Often, as the saying goes, power corrupts, and long-term power corrupts even more. In Israel, this situation has often been characterized as the collusion of wealth, government and the media. Over the past two decades, the deterioration of the quality of governance in Israel has been pronounced: The former president, Moshe Katsav, has been just released from prison for rape and for sexual abuse; former prime minister Ehud Olmert is serving a 19-month prison sentence for bribery; Likud former Minister of Finance Avraham Hirschson was convicted of embezzling millions of shekels from the National Workers Labor Federation and for financial abuses in the March of the Living, pocketing a cut from the donations to promote group visits to Auschwitz, and with 11 more ministers indicted, the long list goes on. Now, Prime Minister Benjamin Netanyahu faces his turn again at the center of several criminal investigations. Channel 2 Television in Israel reported in February that police were “likely to recommend” an indictment of Netanyahu.
Israel’s current prime minister is being investigated for corruption on multiple charges; the list includes, but is not limited to, conflicts of interest during the procurement of submarines from Germany and is allegedly receiving about $200,000 in gifts, such as champagne and Cuban cigars. Last year, Israeli first lady Sara Netanyahu was convicted of abusing domestic personnel in the official residence.
In the past, modesty and transparency was the domain of both the left and the right in Israel. David Ben-Gurion and Golda Meir of the Labor Party and conservative leaders like Menachem Begin and Yitzhak Shamir were scandal-free. As the The Algemeiner pointed out, “Begin lived in a frugal basement apartment for most of his career, and Yitzhak Shamir was known as someone who never took a vacation while he was on the public payroll.”
All the aforementioned prime ministers understood the ethos of an “exemplary state” — the critical importance of a perpetually scrutinized country to maintain a reputation for honesty. Paradoxically, in 1977 Rabin resigned as prime minister because his wife had left $2,000 in a bank account in the United States, from the time he served as ambassador in Washington, D.C. – contravening the letter of the law at the time, but a modest transgression compared with current malfeasance.

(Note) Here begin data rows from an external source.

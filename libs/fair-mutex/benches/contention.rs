// Copyright 2025 Jonas Kruckenberg
//
// Licensed under the Apache License, Version 2.0, <LICENSE-APACHE or
// http://apache.org/licenses/LICENSE-2.0> or the MIT license <LICENSE-MIT or
// http://opensource.org/licenses/MIT>, at your option. This file may not be
// copied, modified, or distributed except according to those terms.

use criterion::{Criterion, criterion_group, criterion_main};
use fair_mutex::Mutex;
use std::hint::black_box;
use std::sync::Arc;
use std::thread;

fn uncontended(c: &mut Criterion) {
    let mut group = c.benchmark_group("uncontended");

    let fair = Mutex::new(0_u64);
    group.bench_function("fair_mutex", |b| {
        b.iter(|| {
            *fair.lock() += 1;
        });
    });

    let std = std::sync::Mutex::new(0_u64);
    group.bench_function("std_mutex", |b| {
        b.iter(|| {
            *std.lock().unwrap() += 1;
        });
    });

    group.finish();
}

fn contended(c: &mut Criterion) {
    const THREADS: usize = 4;
    const ITERS: usize = 10_000;

    let mut group = c.benchmark_group("contended_4x10k");
    group.sample_size(20);

    group.bench_function("fair_mutex", |b| {
        b.iter(|| {
            let m = Arc::new(Mutex::new(0_usize));
            let joins: Vec<_> = (0..THREADS)
                .map(|_| {
                    let m = m.clone();
                    thread::spawn(move || {
                        for _ in 0..ITERS {
                            *m.lock() += 1;
                        }
                    })
                })
                .collect();
            for join in joins {
                join.join().unwrap();
            }
            black_box(*m.lock())
        });
    });

    group.bench_function("std_mutex", |b| {
        b.iter(|| {
            let m = Arc::new(std::sync::Mutex::new(0_usize));
            let joins: Vec<_> = (0..THREADS)
                .map(|_| {
                    let m = m.clone();
                    thread::spawn(move || {
                        for _ in 0..ITERS {
                            *m.lock().unwrap() += 1;
                        }
                    })
                })
                .collect();
            for join in joins {
                join.join().unwrap();
            }
            black_box(*m.lock().unwrap())
        });
    });

    group.finish();
}

criterion_group!(benches, uncontended, contended);
criterion_main!(benches);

Rabin’s integrity was at stake, and nobody challenged him with allegations of impropriety when he returned to the prime minister’s office in 1992. To the contrary, at the one-year commemoration of Rabin’s 1995 assassination, even his political enemies, such as former prime minister Yitzhak Shamir, praised “his modesty and devotion to the country”; others lauded Rabin as “a man of integrity, honesty, straightness and openness” or as a “a real, decent person who cares for the people.”
Not long after, Netanyahu edged out Rabin’s ally, Shimon Peres (who himself enjoyed a sterling reputation for exhibiting ethical behavior over his long career), in a heavily contested election.
It should be noted that, so far, only a minority of the Knesset and municipal, government and opposition leaders are or have been corrupt. Yet, the stereotype of the “crooked politician” has tainted entire institutions.
The not-for-profit organization Transparency International, which has been monitoring corruption worldwide for 20 years, ranked Israel a respectable 14th in 1996. By 2016 the number had dropped to 28th place, below Uruguay (21) and the United Arab Emirates (24). Furthermore, a 2106 report by the Organization for Economic Co-operation and Development ranked Israel as the country with the highest rates of poverty among its members. Some 21% of Israelis were found to be living under the poverty line; the OECD average is a poverty rate of 11%. Furthermore, Israel has the third-highest gap between the rich and poor among the world’s advanced economies (after the United States and Mexico).
Lurking in the current two-year budget is an allocation of 300 million shekels ($82.5 million) that a handful of coalition Knesset members can distribute as they like. They each receive between 10 million and 80 million shekels to dispense as grants, a gesture intended to generate dependency and the promise of political support in the future. At present, there is a parliamentary investigation into this dubious policy.
A search for “Israel corruption” in Google spits out nearly about 26,100,000 results, and “Netanyahu corruption” produces more than half a million results. That’s inexcusable. An already distinguished “startup country” must take steps to become a “stop corruption country.”
Edward Edy Kaufman is a professor at Haifa University, the Interdisciplinary Center Herzliya and the University of Maryland, College Park.